The experience happened on the 14-hour flight from Chicago to Seoul, which follows a flight path that swings upwards near the arctic circle. Ahead of the flight, Lambert was hoping that maybe he could capture something cool—maybe the Milky Way—out the plane’s window. But as he looked out the window a few hours into the flight, all looked dark.

“At one point, maybe two hours into the lfight, I thought ‘hey, let’s check what’s out there,’” recalls Lambert. “I saw one or two stars and some clouds.”

But he figured, why not give it a shot. So he put his Sony a7R III and 16-36mm f/2.8 G-Master lens against the plane window, cranked his ISO up to its maximum setting (102,400), and shot a 1.6-second exposure. To his shock and surprise, this is what popped up on the LCD:

He couldn’t believe it. The outside looked almost pitch black to the naked eye, so he genuinely thought he must be dreaming. This had to be noise, right? Wrong.

“I lowered the ISO, increased the shutter speed, and took another photo,” continues Lambert. “[That’s when] I realized that I was not hallucinating. I really had the Northern Lights happening right outside my window!”

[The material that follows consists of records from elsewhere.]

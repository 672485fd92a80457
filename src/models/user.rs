use chrono::{DateTime, Utc};
use serde::{Deserialize, Serialize};

#[derive(Debug, Clone, Copy, Serialize, Deserialize, PartialEq, Eq)]
pub enum Role {
    Agent,
    Provider,
}

#[derive(Debug, Clone, Serialize, Deserialize)]
#[serde(rename_all = "camelCase")]
pub struct User {
    pub id: u64,
    pub username: String,
    // Mock credential carried over from the demo login; never checked.
    pub password_hash: String,
    pub role: Role,
    pub company_name: String,
    pub created_at: DateTime<Utc>,
}
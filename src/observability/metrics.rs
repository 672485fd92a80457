use prometheus::{Encoder, GaugeVec, Histogram, IntCounterVec, Opts, Registry, TextEncoder};

#[derive(Clone)]
pub struct Metrics {
    registry: Registry,
    pub entities_created_total: IntCounterVec,
    pub bid_decisions_total: IntCounterVec,
    pub match_candidates: Histogram,
    pub provider_score: GaugeVec,
}

impl Metrics {
    pub fn new() -> Self {
        let registry = Registry::new();

        let entities_created_total = IntCounterVec::new(
            Opts::new("entities_created_total", "Records created by entity type"),
            &["entity"],
        )
        .expect("valid entities_created_total metric");

        let bid_decisions_total = IntCounterVec::new(
            Opts::new("bid_decisions_total", "Bid decisions by outcome"),
            &["outcome"],
        )
        .expect("valid bid_decisions_total metric");

        let match_candidates = Histogram::with_opts(
            prometheus::HistogramOpts::new(
                "match_candidates",
                "Number of candidates returned per match query",
            )
            .buckets(vec![0.0, 1.0, 2.0, 5.0, 10.0, 20.0, 50.0]),
        )
        .expect("valid match_candidates metric");

        let provider_score = GaugeVec::new(
            Opts::new("provider_score", "Provider feedback score [0..5]"),
            &["provider_id"],
        )
        .expect("valid provider_score metric");

        registry
            .register(Box::new(entities_created_total.clone()))
            .expect("register entities_created_total");
        registry
            .register(Box::new(bid_decisions_total.clone()))
            .expect("register bid_decisions_total");
        registry
            .register(Box::new(match_candidates.clone()))
            .expect("register match_candidates");
        registry
            .register(Box::new(provider_score.clone()))
            .expect("register provider_score");

        Self {
            registry,
            entities_created_total,
            bid_decisions_total,
            match_candidates,
            provider_score,
        }
    }

    pub fn encode(&self) -> Result<String, String> {
        let metric_families = self.registry.gather();
        let mut buffer = Vec::new();

        TextEncoder::new()
            .encode(&metric_families, &mut buffer)
            .map_err(|err| format!("failed to encode metrics: {err}"))?;

        String::from_utf8(buffer).map_err(|err| format!("metrics are not valid utf8: {err}"))
    }
}

impl Default for Metrics {
    fn default() -> Self {
        Self::new()
    }
}
pub mod bids;
pub mod feedback;
pub mod providers;
pub mod sessions;
pub mod shipments;

use std::sync::Arc;

use axum::Json;
use axum::Router;
use axum::extract::State;
use axum::http::StatusCode;
use axum::response::IntoResponse;
use axum::routing::get;
use serde::Serialize;
use tower_http::cors::CorsLayer;

use crate::state::AppState;

pub fn router(state: Arc<AppState>) -> Router {
    Router::new()
        .merge(sessions::router())
        .merge(providers::router())
        .merge(shipments::router())
        .merge(bids::router())
        .merge(feedback::router())
        .route("/health", get(health))
        .route("/metrics", get(metrics))
        .layer(CorsLayer::permissive())
        .with_state(state)
}

#[derive(Serialize)]
struct HealthResponse {
    status: &'static str,
    users: usize,
    providers: usize,
    shipment_requests: usize,
    bids: usize,
    feedback: usize,
}

async fn health(State(state): State<Arc<AppState>>) -> Json<HealthResponse> {
    let counts = state.store.counts();
    Json(HealthResponse {
        status: "ok",
        users: counts.users,
        providers: counts.providers,
        shipment_requests: counts.shipment_requests,
        bids: counts.bids,
        feedback: counts.feedback,
    })
}

async fn metrics(State(state): State<Arc<AppState>>) -> impl IntoResponse {
    match state.metrics.encode() {
        Ok(body) => (
            StatusCode::OK,
            [("content-type", "text/plain; version=0.0.4; charset=utf-8")],
            body,
        )
            .into_response(),
        Err(err) => (StatusCode::INTERNAL_SERVER_ERROR, err).into_response(),
    }
}
use chrono::{DateTime, Utc};
use serde::{Deserialize, Serialize};

#[derive(Debug, Clone, Serialize, Deserialize)]
#[serde(rename_all = "camelCase")]
pub struct Feedback {
    pub id: u64,
    pub shipment_request_id: u64,
    pub provider_id: u64,
    pub rating: u8,
    pub on_time_performance: bool,
    pub cargo_condition: String,
    pub comments: Option<String>,
    pub would_reuse: bool,
    pub created_at: DateTime<Utc>,
}
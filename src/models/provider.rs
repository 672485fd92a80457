use chrono::{DateTime, Utc};
use serde::{Deserialize, Serialize};

#[derive(Debug, Clone, Copy, Serialize, Deserialize, PartialEq, Eq)]
pub enum ProviderStatus {
    Pending,
    Approved,
    Rejected,
}

#[derive(Debug, Clone, Serialize, Deserialize)]
#[serde(rename_all = "camelCase")]
pub struct Provider {
    pub id: u64,
    pub user_id: u64,
    pub company_name: String,
    pub rfc: String,
    pub vehicle_types: Vec<String>,
    pub service_areas: Vec<String>,
    pub currency: String,
    pub certifications: Vec<String>,
    pub status: ProviderStatus,
    // Mean of all feedback ratings for this provider; recomputed on every
    // feedback insert, never edited directly.
    pub score: f64,
    pub on_time_rate: f64,
    pub response_time_hours: f64,
    pub completed_jobs: u32,
    pub created_at: DateTime<Utc>,
}

/// A provider decorated with its rank percentage for one match query.
#[derive(Debug, Clone, Serialize, Deserialize)]
#[serde(rename_all = "camelCase")]
pub struct MatchedProvider {
    #[serde(flatten)]
    pub provider: Provider,
    pub match_percentage: i32,
}
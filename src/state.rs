use crate::observability::metrics::Metrics;
use crate::store::Store;

pub struct AppState {
    pub store: Store,
    pub metrics: Metrics,
    pub demo_canned_create: bool,
}

impl AppState {
    pub fn new(demo_canned_create: bool) -> Self {
        Self {
            store: Store::new(),
            metrics: Metrics::new(),
            demo_canned_create,
        }
    }
}
use crate::models::provider::{MatchedProvider, Provider, ProviderStatus};

const BASE_PERCENTAGE: i32 = 95;
const RANK_STEP: i32 = 7;

/// Positional percentage for a candidate at `rank` in the result list.
///
/// This is a directory decoration, not a comparison against the shipment
/// request: the first candidate gets 95, each later one loses 7 points, and
/// no floor is applied (large directories can rank below zero). A real
/// scoring function over vehicle types, service areas and on-time history
/// would replace this, but that is a product decision.
pub fn match_percentage(rank: usize) -> i32 {
    BASE_PERCENTAGE - RANK_STEP * rank as i32
}

/// Filters the directory down to approved providers and decorates each with
/// its rank percentage. Output is sorted descending by percentage, which is
/// the input order since the percentage only decays with rank.
pub fn rank_providers(providers: Vec<Provider>) -> Vec<MatchedProvider> {
    providers
        .into_iter()
        .filter(|provider| provider.status == ProviderStatus::Approved)
        .enumerate()
        .map(|(rank, provider)| MatchedProvider {
            provider,
            match_percentage: match_percentage(rank),
        })
        .collect()
}
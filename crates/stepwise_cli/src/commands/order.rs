//! `stepwise order`: empirical order of accuracy for each method.

use super::{print_json, problem_label, validate, IvpArgs};
use crate::config::{OdeConfig, ProblemKind};
use crate::OutputFormat;
use anyhow::{bail, Context, Result};
use clap::Args;
use serde::Serialize;
use stepwise_core::convergence::{refinement_study, RefinementLevel};
use stepwise_core::integrate::GRID_SNAP;
use stepwise_core::problems::{ExponentialDecay, LinearRelaxation};
use stepwise_core::traits::{ClosedForm, DerivativeFunction};
use stepwise_core::Method;
use tracing::warn;

#[derive(Args, Debug)]
pub struct OrderArgs {
    #[command(flatten)]
    pub ivp: IvpArgs,

    /// Number of refinement levels (each halves h)
    #[arg(short, long, default_value_t = 4)]
    pub levels: usize,

    /// Output format
    #[arg(short, long, value_enum, default_value_t = OutputFormat::Table)]
    pub format: OutputFormat,
}

#[derive(Debug, Serialize)]
struct MethodStudy {
    method: Method,
    expected_order: u32,
    levels: Vec<RefinementLevel>,
}

pub fn run(args: &OrderArgs, mut config: OdeConfig) -> Result<()> {
    args.ivp.apply(&mut config);
    validate(&config)?;

    let studies = match config.problem {
        ProblemKind::Linear => study(&LinearRelaxation, &config, args.levels)?,
        ProblemKind::Decay => {
            study(&ExponentialDecay { rate: config.rate }, &config, args.levels)?
        }
    };

    match args.format {
        OutputFormat::Table => {
            println!(
                "Order study for {} on [{}, {}]",
                problem_label(&config),
                config.x0,
                config.endpoint()
            );
            println!(
                "{:>6} {:>12} {:>8} {:>14} {:>8}",
                "method", "h", "steps", "error", "order"
            );
            for entry in &studies {
                for level in &entry.levels {
                    let order = level
                        .observed_order
                        .map(|p| format!("{p:.3}"))
                        .unwrap_or_else(|| "-".to_string());
                    println!(
                        "{:>6} {:>12.6} {:>8} {:>14.6e} {:>8}",
                        entry.method.name(),
                        level.step_size,
                        level.steps,
                        level.endpoint_error,
                        order
                    );
                }
            }
        }
        OutputFormat::Json => print_json(&studies)?,
    }
    Ok(())
}

/// Starts from the configured number of steps over `[x0, endpoint]` and halves h per level.
fn study<P>(problem: &P, config: &OdeConfig, levels: usize) -> Result<Vec<MethodStudy>>
where
    P: DerivativeFunction<f64> + ClosedForm<f64>,
{
    let xn = config.endpoint();
    let base_steps = base_step_count(config)?;

    config
        .methods
        .iter()
        .map(|&method| -> Result<MethodStudy> {
            let rows = refinement_study(
                method, problem, problem, config.x0, config.y0, xn, base_steps, levels,
            )
            .with_context(|| format!("{method} order study failed"))?;
            Ok(MethodStudy {
                method,
                expected_order: method.order(),
                levels: rows,
            })
        })
        .collect()
}

/// Steps for the coarsest level. In endpoint form `h` is shrunk, never grown,
/// until it divides `[x0, xn]` evenly.
fn base_step_count(config: &OdeConfig) -> Result<usize> {
    let Some(xn) = config.xn else {
        return Ok(config.steps);
    };
    if !config.h.is_finite() || config.h <= 0.0 {
        bail!("Step size must be positive and finite, got {}.", config.h);
    }
    let span = xn - config.x0;
    let steps = (span / config.h - GRID_SNAP).ceil().max(1.0) as usize;
    let effective = span / steps as f64;
    if (effective - config.h).abs() > GRID_SNAP * config.h {
        warn!(
            requested = config.h,
            effective,
            steps,
            "step size adjusted to divide the interval evenly"
        );
    }
    Ok(steps)
}
//! Fixed-grid integration of dy/dx = f(x, y).
//!
//! Grid points are computed from the integer step index, `x_i = x0 + i·h`,
//! so long runs do not accumulate drift from repeated addition. In the
//! endpoint form the final point is pinned to `xn` and the last transition
//! uses the (possibly shorter) remaining step.

use crate::error::{Result, SolverError};
use crate::solvers::Method;
use crate::traits::{DerivativeFunction, Scalar, StepIntegrator};
use serde::{Deserialize, Serialize};
use tracing::debug;

/// Fraction of a step below which a remainder of `(xn - x0) / h` is treated
/// as rounding noise rather than an extra short step.
pub const GRID_SNAP: f64 = 1e-9;

/// How far to integrate.
#[derive(Debug, Clone, Copy, PartialEq, Serialize, Deserialize)]
#[serde(rename_all = "lowercase")]
pub enum Grid<T> {
    /// Take exactly `n` steps of size `h`.
    Steps(usize),
    /// Integrate up to and including `xn`.
    Endpoint(T),
}

/// Ordered (x, y) samples from one integration run.
#[derive(Debug, Clone, PartialEq, Serialize)]
pub struct Trajectory<T = f64> {
    xs: Vec<T>,
    ys: Vec<T>,
    step_size: T,
}

impl<T: Scalar> Trajectory<T> {
    pub fn xs(&self) -> &[T] {
        &self.xs
    }

    pub fn ys(&self) -> &[T] {
        &self.ys
    }

    /// Nominal step size the run was requested with.
    pub fn step_size(&self) -> T {
        self.step_size
    }

    pub fn len(&self) -> usize {
        self.xs.len()
    }

    pub fn is_empty(&self) -> bool {
        self.xs.is_empty()
    }

    /// Number of transitions (`len() - 1`).
    pub fn steps(&self) -> usize {
        self.xs.len().saturating_sub(1)
    }

    pub fn points(&self) -> impl Iterator<Item = (T, T)> + '_ {
        self.xs.iter().copied().zip(self.ys.iter().copied())
    }

    pub fn first(&self) -> Option<(T, T)> {
        self.points().next()
    }

    pub fn last(&self) -> Option<(T, T)> {
        match (self.xs.last(), self.ys.last()) {
            (Some(&x), Some(&y)) => Some((x, y)),
            _ => None,
        }
    }
}

/// Integrates with the chosen method over the requested grid.
pub fn integrate<T, F>(
    method: Method,
    f: &F,
    x0: T,
    y0: T,
    h: T,
    grid: Grid<T>,
) -> Result<Trajectory<T>>
where
    T: Scalar,
    F: DerivativeFunction<T>,
{
    let trajectory = integrate_with(&method, f, x0, y0, h, grid)?;
    debug!(
        method = %method,
        steps = trajectory.steps(),
        "integrated trajectory"
    );
    Ok(trajectory)
}

/// Step-count form: `n + 1` points `x0, x0 + h, ..., x0 + n·h`.
pub fn integrate_steps<T, F>(
    method: Method,
    f: &F,
    x0: T,
    y0: T,
    h: T,
    n: usize,
) -> Result<Trajectory<T>>
where
    T: Scalar,
    F: DerivativeFunction<T>,
{
    integrate(method, f, x0, y0, h, Grid::Steps(n))
}

/// Endpoint form: points from `x0` up to and including `xn`.
pub fn integrate_to<T, F>(
    method: Method,
    f: &F,
    x0: T,
    y0: T,
    h: T,
    xn: T,
) -> Result<Trajectory<T>>
where
    T: Scalar,
    F: DerivativeFunction<T>,
{
    integrate(method, f, x0, y0, h, Grid::Endpoint(xn))
}

/// Drives any [`StepIntegrator`] across the grid, one call per transition.
pub fn integrate_with<T, S, F>(
    stepper: &S,
    f: &F,
    x0: T,
    y0: T,
    h: T,
    grid: Grid<T>,
) -> Result<Trajectory<T>>
where
    T: Scalar,
    S: StepIntegrator<T>,
    F: DerivativeFunction<T>,
{
    if !x0.is_finite() {
        return Err(SolverError::invalid("x0", "initial x must be finite"));
    }
    if !h.is_finite() || h <= T::zero() {
        return Err(SolverError::invalid(
            "h",
            format!("step size must be positive and finite, got {:?}", h),
        ));
    }

    let (steps, endpoint) = plan_grid(x0, h, grid)?;

    let mut xs = grid_buffer(steps)?;
    for i in 0..steps {
        xs.push(x0 + index_to_scalar::<T>(i)? * h);
    }
    xs.push(match endpoint {
        Some(xn) => xn,
        None => x0 + index_to_scalar::<T>(steps)? * h,
    });

    let mut ys = grid_buffer(steps)?;
    ys.push(y0);
    let mut y = y0;
    for i in 0..steps {
        let x = xs[i];
        let dx = if endpoint.is_some() && i + 1 == steps {
            xs[i + 1] - x
        } else {
            h
        };
        y = stepper.step(f, x, y, dx);
        ys.push(y);
    }

    Ok(Trajectory {
        xs,
        ys,
        step_size: h,
    })
}

/// Returns the number of steps and, for the endpoint form, the pinned final x.
fn plan_grid<T: Scalar>(x0: T, h: T, grid: Grid<T>) -> Result<(usize, Option<T>)> {
    match grid {
        Grid::Steps(0) => Err(SolverError::invalid(
            "n",
            "step count must be greater than zero",
        )),
        Grid::Steps(n) => Ok((n, None)),
        Grid::Endpoint(xn) => {
            if !xn.is_finite() || xn <= x0 {
                return Err(SolverError::invalid(
                    "xn",
                    format!("endpoint must be finite and greater than x0, got {:?}", xn),
                ));
            }
            let snap = T::from_f64(GRID_SNAP).unwrap_or_else(T::epsilon);
            let ratio = (xn - x0) / h;
            let steps = (ratio - snap)
                .ceil()
                .to_usize()
                .ok_or_else(|| {
                    SolverError::invalid(
                        "h",
                        format!("step size {:?} yields an unrepresentable step count", h),
                    )
                })?
                .max(1);
            Ok((steps, Some(xn)))
        }
    }
}

/// Empty buffer with room for `steps + 1` samples, or an error when that many
/// cannot be allocated.
fn grid_buffer<T>(steps: usize) -> Result<Vec<T>> {
    let points = steps.checked_add(1).ok_or_else(|| {
        SolverError::invalid("n", format!("step count {steps} is too large"))
    })?;
    let mut buffer = Vec::new();
    buffer.try_reserve_exact(points).map_err(|_| {
        SolverError::invalid("n", format!("cannot allocate a grid of {points} points"))
    })?;
    Ok(buffer)
}

fn index_to_scalar<T: Scalar>(i: usize) -> Result<T> {
    T::from_usize(i).ok_or_else(|| {
        SolverError::invalid("n", format!("step index {i} is not representable"))
    })
}
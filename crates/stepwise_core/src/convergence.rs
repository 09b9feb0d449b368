//! Empirical order-of-accuracy measurement by repeated step halving.

use crate::error::{Result, SolverError};
use crate::exact::endpoint_error;
use crate::integrate::integrate_steps;
use crate::solvers::Method;
use crate::traits::{ClosedForm, DerivativeFunction};
use serde::Serialize;

#[derive(Debug, Clone, Copy, PartialEq, Serialize)]
pub struct RefinementLevel {
    pub step_size: f64,
    pub steps: usize,
    pub endpoint_error: f64,
    /// log2 of the error ratio against the previous (coarser) level.
    pub observed_order: Option<f64>,
}

/// Order implied by two errors whose step sizes differ by `refinement`.
pub fn observed_order(coarse_error: f64, fine_error: f64, refinement: f64) -> f64 {
    (coarse_error / fine_error).ln() / refinement.ln()
}

/// Integrates `[x0, xn]` with `base_steps · 2^k` steps for each `k < levels`
/// and reports the endpoint error at every level.
#[allow(clippy::too_many_arguments)]
pub fn refinement_study<F, C>(
    method: Method,
    f: &F,
    closed_form: &C,
    x0: f64,
    y0: f64,
    xn: f64,
    base_steps: usize,
    levels: usize,
) -> Result<Vec<RefinementLevel>>
where
    F: DerivativeFunction<f64>,
    C: ClosedForm<f64>,
{
    if levels == 0 {
        return Err(SolverError::invalid(
            "levels",
            "at least one refinement level is required",
        ));
    }
    if base_steps == 0 {
        return Err(SolverError::invalid(
            "n",
            "step count must be greater than zero",
        ));
    }
    if !xn.is_finite() || !x0.is_finite() || xn <= x0 {
        return Err(SolverError::invalid(
            "xn",
            format!("endpoint must be finite and greater than x0, got {xn}"),
        ));
    }

    let mut rows: Vec<RefinementLevel> = Vec::with_capacity(levels);
    let mut steps = base_steps;
    for _ in 0..levels {
        let h = (xn - x0) / steps as f64;
        let trajectory = integrate_steps(method, f, x0, y0, h, steps)?;
        let error = endpoint_error(&trajectory, closed_form).unwrap_or(f64::NAN);
        let order = rows
            .last()
            .map(|prev| observed_order(prev.endpoint_error, error, 2.0));
        rows.push(RefinementLevel {
            step_size: h,
            steps,
            endpoint_error: error,
            observed_order: order,
        });
        steps = steps.checked_mul(2).ok_or_else(|| {
            SolverError::invalid("levels", "too many refinement levels for the step count")
        })?;
    }

    Ok(rows)
}

#[cfg(test)]
mod tests {
    use super::{observed_order, refinement_study};
    use crate::problems::{ExponentialDecay, LinearRelaxation};
    use crate::solvers::Method;

    fn error_ratio(method: Method) -> f64 {
        let rows =
            refinement_study(method, &LinearRelaxation, &LinearRelaxation, 0.0, 1.0, 2.0, 20, 2)
                .expect("study");
        rows[0].endpoint_error / rows[1].endpoint_error
    }

    #[test]
    fn halving_h_halves_euler_error() {
        let ratio = error_ratio(Method::Euler);
        assert!((1.8..2.3).contains(&ratio), "ratio {ratio}");
    }

    #[test]
    fn halving_h_quarters_heun_error() {
        let ratio = error_ratio(Method::Heun);
        assert!((3.5..4.6).contains(&ratio), "ratio {ratio}");
    }

    #[test]
    fn halving_h_divides_rk4_error_by_sixteen() {
        let ratio = error_ratio(Method::Rk4);
        assert!((14.0..19.0).contains(&ratio), "ratio {ratio}");
    }

    #[test]
    fn observed_orders_approach_method_order() {
        let decay = ExponentialDecay { rate: 1.5 };
        for method in Method::ALL {
            let rows = refinement_study(method, &decay, &decay, 0.0, 2.0, 1.0, 16, 3)
                .expect("study");
            assert_eq!(rows.len(), 3);
            assert!(rows[0].observed_order.is_none());
            let order = rows[2].observed_order.expect("refined level");
            assert!(
                (order - method.order() as f64).abs() < 0.3,
                "{method}: observed {order}"
            );
        }
    }

    #[test]
    fn step_counts_double_per_level() {
        let problem = LinearRelaxation;
        let rows = refinement_study(Method::Heun, &problem, &problem, 0.0, 1.0, 1.0, 5, 3)
            .expect("study");
        let steps: Vec<usize> = rows.iter().map(|r| r.steps).collect();
        assert_eq!(steps, vec![5, 10, 20]);
        assert!((rows[2].step_size - 0.05).abs() < 1e-15);
    }

    #[test]
    fn observed_order_of_exact_ratio() {
        assert!((observed_order(16.0, 1.0, 2.0) - 4.0).abs() < 1e-12);
    }

    #[test]
    fn rejects_empty_studies() {
        assert!(
            refinement_study(Method::Rk4, &LinearRelaxation, &LinearRelaxation, 0.0, 1.0, 1.0, 5, 0)
                .is_err()
        );
        assert!(
            refinement_study(Method::Rk4, &LinearRelaxation, &LinearRelaxation, 0.0, 1.0, 1.0, 0, 2)
                .is_err()
        );
    }
}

Like any good photographer, he freaked out for a second, dialed in the right settings, and then started shooting and shooting and shooting. He settled on 1.6 seconds, f/2.8 and ISO 20,000 for the rest of his photos, tried to shield his camera from any reflections coming from inside the cabin, and shot until he had enough photos to put together the timelapse in the video above.

Here are a couple of stills he posted to his Instagram after he landed:

As far as we can tell, there are two key takeaways from Lambert’s experience. First, always always always get a window seat; we’ve seen this one proven valuable time and again. And second, just because your eyes can’t see something, doesn’t mean your camera won’t either; sometimes it’s worth just… giving it a shot. You never know what you’ll capture.

Check out the full video up top to see Lambert’s timelapse of the aurora and enjoy his awe-struck reaction to this experience. And if you want to see more of his work, be sure to subscribe to his YouTube channel or give him a follow on Instagram.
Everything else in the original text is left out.